To: "David Kirkby" <david.kirkby@onetel.net>
Subject: Re: [Amps] RF insulating materials - engineered plastics
From: "John Lyles" <jtml@losalamos.com>
Reply-to: jtml@vla.com
Date: Tue, 28 Aug 2012 13:26:24 -0600
List-post: <amps@contesting.com">mailto:amps@contesting.com>
David, you are correct, should be 200 mA for the starting plate current for 
that column. 

-----Original message-----
From: David Kirkby david.kirkby@onetel.net
Date: Tue, 28 Aug 2012 00:48:41 -0600
To: jtml@vla.com
Subject: Re: [Amps] RF insulating materials - engineered plastics

> An interesting set of results. Is there a zero missing on the row
> "PTFE+Glass        84     98        20      205  goodmechanical"
> since it simplies the current started at 20 mA and rose to 205 mA,
> when I expect you mean 200 and 205 mA. Or have I interpreeted things
> differently.
> 
>

I have used a 3D printed plastic part as an air shroud around the screen 
contact ring on the TH628, operating at 250 kW average power at 200 MHz.
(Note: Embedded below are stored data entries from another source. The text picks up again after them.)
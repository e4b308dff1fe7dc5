//! Smoke tests against a live endpoint (DynamoDB or DynamoDB Local).
//!
//! Configuration and credentials come from the environment, as for
//! [`DynamoDbClient::from_env`](dynamite_client::DynamoDbClient::from_env).

#[cfg(test)]
mod tests {
    use dynamite_client::model::input::{
        DeleteTableInput, DescribeTableInput, GetItemInput, ListTablesInput, PutItemInput,
    };
    use dynamite_client::model::{AttributeValue, Key};
    use dynamite_client::{DynamoDb, DynamoDbClient, list_tables_stream};
    use futures::TryStreamExt;

    use crate::{init_tracing, simple_table, test_item};

    fn live_client() -> DynamoDbClient {
        init_tracing();
        DynamoDbClient::from_env().unwrap_or_else(|e| panic!("failed to configure client: {e}"))
    }

    #[tokio::test]
    #[ignore = "requires a live endpoint"]
    async fn test_should_list_tables_live() {
        let client = live_client();
        let pages: Vec<_> = list_tables_stream(&client, ListTablesInput::new())
            .try_collect()
            .await
            .expect("list tables");
        assert!(!pages.is_empty());
    }

    #[tokio::test]
    #[ignore = "requires a live endpoint"]
    async fn test_should_round_trip_item_live() {
        let client = live_client();
        let name = format!("dynamite-it-{}", std::process::id());

        client
            .create_table(simple_table(&name))
            .await
            .unwrap_or_else(|e| panic!("failed to create table {name}: {e}"));

        // DynamoDB Local is ACTIVE immediately; the real service needs a moment.
        for _ in 0..30 {
            let desc = client
                .describe_table(DescribeTableInput::new(&name))
                .await
                .expect("describe table");
            if desc.table.is_some_and(|t| t.is_active()) {
                break;
            }
            tokio::time::sleep(std::time::Duration::from_secs(1)).await;
        }

        client
            .put_item(PutItemInput::new(&name, test_item("live", 1)))
            .await
            .expect("put item");
        let key = Key::from([("pk".to_owned(), AttributeValue::from("live"))]);
        let got = client
            .get_item(GetItemInput::new(&name, key).with_consistent_read(true))
            .await
            .expect("get item");

        let _ = client.delete_table(DeleteTableInput::new(&name)).await;
        assert_eq!(got.item, Some(test_item("live", 1)));
    }
}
It is 
not directly across the insulator between screen and anode, or it would have 
never survived. It is shielded beside the screen ring itself, out of electric 
fields. However, even so, the part has changed dimensions slightly and had to 
have foam tape applied to block air leaks. This is likely due to the thermal 
instability of this material from the radiant heat. I haven't found any yet 
that is a good RF insulator, be warned!

> I was particularly interested in what you had to say about the
> material for 3D printing. I was looking to get a radome made by 3D
> printing for a helical antenna at 2.45 GHz. It looks like that might
> not be such a good idea, though perhaps there are different materials
> used. I believe people have done 3D printing with chocolate!
> 
> So that's that an electric field of 20 kV/inch or 787 V/mm, which is a
> little under the breakdown of air  I believe, which is generally said
> to be 1 kV/mm.

Yes, any higher and it sparks. 

> It would make an interesting comparison if the loss tangent could be
> measured at low RF voltages, such as using a vector network analyzer
> to do a measurement. I wonder if the loss tangent is different at high
> electric fields to low electric fields?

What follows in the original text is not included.